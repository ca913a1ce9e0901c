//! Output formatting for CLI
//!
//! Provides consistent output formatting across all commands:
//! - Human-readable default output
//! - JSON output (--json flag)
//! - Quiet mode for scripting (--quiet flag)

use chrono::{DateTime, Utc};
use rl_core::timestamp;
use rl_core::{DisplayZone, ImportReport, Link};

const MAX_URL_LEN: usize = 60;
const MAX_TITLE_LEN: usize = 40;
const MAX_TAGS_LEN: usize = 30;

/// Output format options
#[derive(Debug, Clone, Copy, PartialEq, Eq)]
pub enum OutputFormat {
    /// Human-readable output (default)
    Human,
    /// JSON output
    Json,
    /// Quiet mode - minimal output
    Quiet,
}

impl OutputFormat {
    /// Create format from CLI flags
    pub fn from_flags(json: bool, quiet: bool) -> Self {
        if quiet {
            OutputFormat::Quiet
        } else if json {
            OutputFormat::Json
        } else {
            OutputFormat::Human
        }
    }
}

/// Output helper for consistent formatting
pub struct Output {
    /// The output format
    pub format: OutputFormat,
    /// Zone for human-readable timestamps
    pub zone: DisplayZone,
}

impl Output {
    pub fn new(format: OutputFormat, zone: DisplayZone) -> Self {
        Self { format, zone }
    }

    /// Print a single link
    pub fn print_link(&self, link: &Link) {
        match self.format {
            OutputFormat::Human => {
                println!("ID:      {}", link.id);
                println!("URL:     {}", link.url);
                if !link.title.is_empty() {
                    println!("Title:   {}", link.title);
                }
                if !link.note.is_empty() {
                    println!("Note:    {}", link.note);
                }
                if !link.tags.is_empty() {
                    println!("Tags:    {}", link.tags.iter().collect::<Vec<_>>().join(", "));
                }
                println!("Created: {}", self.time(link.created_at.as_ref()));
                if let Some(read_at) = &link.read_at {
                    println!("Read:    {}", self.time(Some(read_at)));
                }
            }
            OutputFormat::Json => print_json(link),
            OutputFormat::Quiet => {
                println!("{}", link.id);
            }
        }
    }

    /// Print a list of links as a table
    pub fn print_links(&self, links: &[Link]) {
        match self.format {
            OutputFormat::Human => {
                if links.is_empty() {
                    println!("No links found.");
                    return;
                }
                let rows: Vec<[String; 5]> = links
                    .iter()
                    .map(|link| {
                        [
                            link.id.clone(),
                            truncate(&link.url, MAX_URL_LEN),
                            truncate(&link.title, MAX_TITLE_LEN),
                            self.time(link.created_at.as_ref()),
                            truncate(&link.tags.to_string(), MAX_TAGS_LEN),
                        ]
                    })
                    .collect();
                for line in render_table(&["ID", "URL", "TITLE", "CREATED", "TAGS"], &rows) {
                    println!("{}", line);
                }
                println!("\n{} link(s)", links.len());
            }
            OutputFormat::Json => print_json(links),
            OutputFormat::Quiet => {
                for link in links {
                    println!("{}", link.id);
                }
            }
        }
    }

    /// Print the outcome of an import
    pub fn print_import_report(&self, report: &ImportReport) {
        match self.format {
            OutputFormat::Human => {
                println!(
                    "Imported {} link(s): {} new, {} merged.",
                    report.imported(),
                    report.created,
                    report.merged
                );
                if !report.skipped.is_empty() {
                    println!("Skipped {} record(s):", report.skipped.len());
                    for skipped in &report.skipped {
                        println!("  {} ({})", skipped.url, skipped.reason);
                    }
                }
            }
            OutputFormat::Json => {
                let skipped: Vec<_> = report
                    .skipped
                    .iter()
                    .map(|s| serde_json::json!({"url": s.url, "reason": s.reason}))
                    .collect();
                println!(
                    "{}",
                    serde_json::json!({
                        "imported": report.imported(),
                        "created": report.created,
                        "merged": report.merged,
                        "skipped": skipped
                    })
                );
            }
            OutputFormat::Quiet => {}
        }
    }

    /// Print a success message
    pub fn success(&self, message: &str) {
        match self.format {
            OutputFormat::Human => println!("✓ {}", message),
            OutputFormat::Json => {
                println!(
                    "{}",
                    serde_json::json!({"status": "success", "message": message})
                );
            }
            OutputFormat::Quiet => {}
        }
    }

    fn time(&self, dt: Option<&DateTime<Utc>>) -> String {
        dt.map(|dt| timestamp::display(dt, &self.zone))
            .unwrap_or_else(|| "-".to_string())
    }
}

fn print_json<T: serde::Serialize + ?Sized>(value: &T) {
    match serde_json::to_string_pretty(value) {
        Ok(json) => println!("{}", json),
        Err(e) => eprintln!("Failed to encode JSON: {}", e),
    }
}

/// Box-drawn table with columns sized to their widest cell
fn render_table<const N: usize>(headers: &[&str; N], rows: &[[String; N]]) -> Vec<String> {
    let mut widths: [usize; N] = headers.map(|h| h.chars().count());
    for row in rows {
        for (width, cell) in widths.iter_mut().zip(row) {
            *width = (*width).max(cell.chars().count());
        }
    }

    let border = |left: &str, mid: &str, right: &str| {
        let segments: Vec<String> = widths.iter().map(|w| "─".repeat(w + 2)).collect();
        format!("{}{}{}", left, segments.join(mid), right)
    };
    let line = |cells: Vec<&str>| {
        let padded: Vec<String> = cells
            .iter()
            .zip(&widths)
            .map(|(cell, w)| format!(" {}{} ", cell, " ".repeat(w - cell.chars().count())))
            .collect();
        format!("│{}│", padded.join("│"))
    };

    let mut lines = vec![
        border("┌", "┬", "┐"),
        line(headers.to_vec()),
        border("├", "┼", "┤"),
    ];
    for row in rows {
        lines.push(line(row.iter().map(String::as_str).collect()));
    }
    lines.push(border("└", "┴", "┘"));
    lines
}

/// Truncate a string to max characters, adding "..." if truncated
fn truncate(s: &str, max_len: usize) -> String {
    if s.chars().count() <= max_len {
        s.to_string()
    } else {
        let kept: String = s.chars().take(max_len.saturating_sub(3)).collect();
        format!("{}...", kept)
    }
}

* * *

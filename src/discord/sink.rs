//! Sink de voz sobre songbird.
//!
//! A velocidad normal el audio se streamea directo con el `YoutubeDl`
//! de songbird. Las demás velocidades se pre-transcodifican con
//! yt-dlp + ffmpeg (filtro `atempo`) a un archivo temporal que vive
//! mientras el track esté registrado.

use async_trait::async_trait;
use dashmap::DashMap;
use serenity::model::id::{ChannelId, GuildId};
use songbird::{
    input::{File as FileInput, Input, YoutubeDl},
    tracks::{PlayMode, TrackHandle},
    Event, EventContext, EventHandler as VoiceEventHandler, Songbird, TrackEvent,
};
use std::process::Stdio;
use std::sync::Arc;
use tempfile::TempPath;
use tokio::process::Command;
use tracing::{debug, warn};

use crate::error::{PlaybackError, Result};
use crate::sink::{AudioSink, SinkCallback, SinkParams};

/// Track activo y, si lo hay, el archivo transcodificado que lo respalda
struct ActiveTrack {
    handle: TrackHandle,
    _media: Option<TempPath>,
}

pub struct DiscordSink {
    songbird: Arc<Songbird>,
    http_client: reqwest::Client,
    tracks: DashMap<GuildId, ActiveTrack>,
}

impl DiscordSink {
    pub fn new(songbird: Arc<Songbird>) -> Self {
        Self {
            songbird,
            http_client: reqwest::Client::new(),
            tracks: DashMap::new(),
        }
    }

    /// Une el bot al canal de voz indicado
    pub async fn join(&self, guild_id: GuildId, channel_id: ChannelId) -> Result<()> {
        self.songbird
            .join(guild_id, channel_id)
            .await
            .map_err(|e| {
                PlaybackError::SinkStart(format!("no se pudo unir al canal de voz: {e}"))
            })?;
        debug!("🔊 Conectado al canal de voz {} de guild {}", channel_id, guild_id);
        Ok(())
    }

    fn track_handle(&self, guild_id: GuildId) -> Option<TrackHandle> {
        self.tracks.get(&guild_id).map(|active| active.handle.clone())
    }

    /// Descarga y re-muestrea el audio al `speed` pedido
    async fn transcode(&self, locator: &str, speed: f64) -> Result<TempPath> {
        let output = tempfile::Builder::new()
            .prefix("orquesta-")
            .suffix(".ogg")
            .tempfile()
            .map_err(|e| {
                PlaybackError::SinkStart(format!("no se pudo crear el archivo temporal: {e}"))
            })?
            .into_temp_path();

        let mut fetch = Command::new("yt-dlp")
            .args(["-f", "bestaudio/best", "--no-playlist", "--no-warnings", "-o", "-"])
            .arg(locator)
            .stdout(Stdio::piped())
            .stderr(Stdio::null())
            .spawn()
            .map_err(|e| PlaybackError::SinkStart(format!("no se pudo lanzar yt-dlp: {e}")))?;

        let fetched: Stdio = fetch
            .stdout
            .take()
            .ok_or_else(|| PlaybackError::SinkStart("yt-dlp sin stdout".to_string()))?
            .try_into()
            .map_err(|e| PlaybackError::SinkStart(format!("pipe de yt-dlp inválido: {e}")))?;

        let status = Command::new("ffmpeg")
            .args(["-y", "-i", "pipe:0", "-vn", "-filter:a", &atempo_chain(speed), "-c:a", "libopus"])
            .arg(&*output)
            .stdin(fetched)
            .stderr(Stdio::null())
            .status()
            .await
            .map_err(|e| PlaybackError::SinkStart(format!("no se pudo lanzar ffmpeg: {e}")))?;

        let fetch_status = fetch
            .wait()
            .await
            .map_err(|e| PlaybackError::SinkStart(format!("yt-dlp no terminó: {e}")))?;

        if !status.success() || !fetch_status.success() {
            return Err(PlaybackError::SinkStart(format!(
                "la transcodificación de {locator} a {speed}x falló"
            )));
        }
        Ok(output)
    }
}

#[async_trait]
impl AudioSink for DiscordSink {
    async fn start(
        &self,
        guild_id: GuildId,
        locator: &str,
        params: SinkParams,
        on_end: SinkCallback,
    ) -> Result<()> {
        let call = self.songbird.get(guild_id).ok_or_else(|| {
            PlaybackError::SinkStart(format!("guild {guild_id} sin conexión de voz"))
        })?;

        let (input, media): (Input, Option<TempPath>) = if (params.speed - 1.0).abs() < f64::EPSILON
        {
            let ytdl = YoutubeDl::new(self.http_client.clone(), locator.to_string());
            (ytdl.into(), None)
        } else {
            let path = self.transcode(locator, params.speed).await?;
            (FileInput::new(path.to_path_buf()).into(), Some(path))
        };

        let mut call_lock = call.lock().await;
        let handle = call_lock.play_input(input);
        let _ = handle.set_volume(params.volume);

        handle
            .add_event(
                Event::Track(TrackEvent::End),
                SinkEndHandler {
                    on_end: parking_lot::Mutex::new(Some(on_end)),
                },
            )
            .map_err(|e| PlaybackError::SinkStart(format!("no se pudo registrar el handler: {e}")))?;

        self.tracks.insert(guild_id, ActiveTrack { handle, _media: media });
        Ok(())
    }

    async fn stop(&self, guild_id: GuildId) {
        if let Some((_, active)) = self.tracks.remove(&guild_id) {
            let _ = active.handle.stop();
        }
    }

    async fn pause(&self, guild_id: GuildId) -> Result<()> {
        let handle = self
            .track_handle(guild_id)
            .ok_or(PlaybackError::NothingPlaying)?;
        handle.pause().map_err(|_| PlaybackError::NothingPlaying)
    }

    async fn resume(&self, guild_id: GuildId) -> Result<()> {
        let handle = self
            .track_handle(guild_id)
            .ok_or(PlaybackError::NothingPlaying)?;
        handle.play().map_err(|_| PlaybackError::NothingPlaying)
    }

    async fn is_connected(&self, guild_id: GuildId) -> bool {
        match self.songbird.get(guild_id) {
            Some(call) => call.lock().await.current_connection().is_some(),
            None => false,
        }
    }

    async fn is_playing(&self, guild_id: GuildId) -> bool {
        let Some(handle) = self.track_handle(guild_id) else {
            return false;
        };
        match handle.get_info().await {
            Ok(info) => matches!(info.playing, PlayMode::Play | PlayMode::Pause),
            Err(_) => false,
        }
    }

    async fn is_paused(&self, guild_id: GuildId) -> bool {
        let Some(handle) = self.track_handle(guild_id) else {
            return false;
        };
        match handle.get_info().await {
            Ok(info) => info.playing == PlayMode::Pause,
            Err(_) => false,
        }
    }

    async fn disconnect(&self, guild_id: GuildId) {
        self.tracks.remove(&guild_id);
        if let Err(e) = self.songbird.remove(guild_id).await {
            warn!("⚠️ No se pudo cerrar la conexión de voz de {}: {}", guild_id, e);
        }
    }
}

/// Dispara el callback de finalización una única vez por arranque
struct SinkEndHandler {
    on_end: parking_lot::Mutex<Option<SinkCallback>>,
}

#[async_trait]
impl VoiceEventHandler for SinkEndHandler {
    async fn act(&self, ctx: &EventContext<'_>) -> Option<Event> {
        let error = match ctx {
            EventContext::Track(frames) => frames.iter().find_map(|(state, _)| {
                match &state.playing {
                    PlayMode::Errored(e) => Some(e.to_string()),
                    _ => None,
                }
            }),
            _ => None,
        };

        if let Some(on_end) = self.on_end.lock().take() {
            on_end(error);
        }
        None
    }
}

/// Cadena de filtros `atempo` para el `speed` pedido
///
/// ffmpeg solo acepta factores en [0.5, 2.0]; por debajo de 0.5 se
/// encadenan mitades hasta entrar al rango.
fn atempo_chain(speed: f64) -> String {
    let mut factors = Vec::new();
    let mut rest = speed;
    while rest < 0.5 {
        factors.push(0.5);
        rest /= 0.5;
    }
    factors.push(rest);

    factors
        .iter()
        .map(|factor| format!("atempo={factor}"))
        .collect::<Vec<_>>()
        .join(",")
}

...

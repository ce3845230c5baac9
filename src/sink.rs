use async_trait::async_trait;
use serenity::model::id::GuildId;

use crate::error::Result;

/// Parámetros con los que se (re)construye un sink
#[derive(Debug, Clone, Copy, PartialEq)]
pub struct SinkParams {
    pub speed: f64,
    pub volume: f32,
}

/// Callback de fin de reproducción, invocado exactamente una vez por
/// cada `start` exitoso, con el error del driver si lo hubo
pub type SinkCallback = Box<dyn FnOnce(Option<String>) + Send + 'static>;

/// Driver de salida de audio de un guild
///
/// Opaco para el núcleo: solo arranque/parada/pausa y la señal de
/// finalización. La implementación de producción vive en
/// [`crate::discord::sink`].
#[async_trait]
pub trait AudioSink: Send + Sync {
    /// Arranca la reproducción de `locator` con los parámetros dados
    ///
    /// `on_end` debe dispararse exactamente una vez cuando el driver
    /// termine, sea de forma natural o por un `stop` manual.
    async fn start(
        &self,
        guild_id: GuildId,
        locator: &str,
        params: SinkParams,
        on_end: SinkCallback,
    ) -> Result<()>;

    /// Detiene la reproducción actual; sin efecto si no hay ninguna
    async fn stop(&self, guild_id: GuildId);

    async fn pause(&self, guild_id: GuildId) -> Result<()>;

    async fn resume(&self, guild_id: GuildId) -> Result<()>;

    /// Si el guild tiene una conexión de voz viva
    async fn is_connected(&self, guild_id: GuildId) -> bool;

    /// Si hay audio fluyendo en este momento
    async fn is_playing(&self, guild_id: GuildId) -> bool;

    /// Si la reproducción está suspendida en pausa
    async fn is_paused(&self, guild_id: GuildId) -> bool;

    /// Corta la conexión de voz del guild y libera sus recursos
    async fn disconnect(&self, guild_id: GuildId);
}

Instructions for the task: Your answer is only the number of lines in the listing above that include the string "lanzar".

Written response: 2